● Exercise brief: Only those lines in the data below from the line containing "stuck at processing" through the line containing "on the worker.", both included, should be restated word for word.

● Input:
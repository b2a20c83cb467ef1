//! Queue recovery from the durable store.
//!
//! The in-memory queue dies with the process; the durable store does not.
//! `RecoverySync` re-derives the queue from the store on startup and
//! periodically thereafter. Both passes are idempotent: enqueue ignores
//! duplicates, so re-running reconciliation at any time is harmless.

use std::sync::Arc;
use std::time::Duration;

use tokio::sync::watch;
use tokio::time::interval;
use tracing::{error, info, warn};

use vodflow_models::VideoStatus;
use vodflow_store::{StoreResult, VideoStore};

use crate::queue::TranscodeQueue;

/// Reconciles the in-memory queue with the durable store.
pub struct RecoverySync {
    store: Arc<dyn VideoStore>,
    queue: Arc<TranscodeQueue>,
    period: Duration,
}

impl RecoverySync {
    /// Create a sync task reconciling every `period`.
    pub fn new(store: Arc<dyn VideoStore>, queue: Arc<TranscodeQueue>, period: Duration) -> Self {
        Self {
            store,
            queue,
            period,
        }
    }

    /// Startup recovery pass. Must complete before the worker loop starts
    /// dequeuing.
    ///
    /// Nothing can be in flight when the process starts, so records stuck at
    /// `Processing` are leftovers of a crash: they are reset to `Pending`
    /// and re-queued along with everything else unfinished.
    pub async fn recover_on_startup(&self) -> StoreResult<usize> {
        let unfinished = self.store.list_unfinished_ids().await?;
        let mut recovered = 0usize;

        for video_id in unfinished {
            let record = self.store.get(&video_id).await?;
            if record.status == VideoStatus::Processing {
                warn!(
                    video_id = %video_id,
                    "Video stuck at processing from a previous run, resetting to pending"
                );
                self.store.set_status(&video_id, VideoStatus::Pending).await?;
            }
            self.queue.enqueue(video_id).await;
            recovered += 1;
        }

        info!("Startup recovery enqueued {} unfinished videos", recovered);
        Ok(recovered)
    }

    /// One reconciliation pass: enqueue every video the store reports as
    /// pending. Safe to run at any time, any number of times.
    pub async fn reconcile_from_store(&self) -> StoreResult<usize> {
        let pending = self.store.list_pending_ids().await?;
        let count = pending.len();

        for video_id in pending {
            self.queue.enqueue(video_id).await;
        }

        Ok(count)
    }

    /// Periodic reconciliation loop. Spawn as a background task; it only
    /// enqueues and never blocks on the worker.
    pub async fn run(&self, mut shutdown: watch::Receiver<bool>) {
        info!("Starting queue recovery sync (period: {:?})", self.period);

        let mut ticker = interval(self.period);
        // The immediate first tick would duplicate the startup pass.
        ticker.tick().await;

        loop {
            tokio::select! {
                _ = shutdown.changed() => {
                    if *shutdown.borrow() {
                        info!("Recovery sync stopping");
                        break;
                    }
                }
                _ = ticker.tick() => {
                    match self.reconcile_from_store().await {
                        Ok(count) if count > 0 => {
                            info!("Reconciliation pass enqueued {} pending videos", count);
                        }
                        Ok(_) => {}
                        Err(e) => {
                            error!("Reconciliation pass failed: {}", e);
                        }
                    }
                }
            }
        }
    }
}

● Written solution:
                    "Video stuck at processing from a previous run, resetting to pending"
                );
                self.store.set_status(&video_id, VideoStatus::Pending).await?;
            }
            self.queue.enqueue(video_id).await;
            recovered += 1;
        }

        info!("Startup recovery enqueued {} unfinished videos", recovered);
        Ok(recovered)
    }

    /// One reconciliation pass: enqueue every video the store reports as
    /// pending. Safe to run at any time, any number of times.
    pub async fn reconcile_from_store(&self) -> StoreResult<usize> {
        let pending = self.store.list_pending_ids().await?;
        let count = pending.len();

        for video_id in pending {
            self.queue.enqueue(video_id).await;
        }

        Ok(count)
    }

    /// Periodic reconciliation loop. Spawn as a background task; it only
    /// enqueues and never blocks on the worker.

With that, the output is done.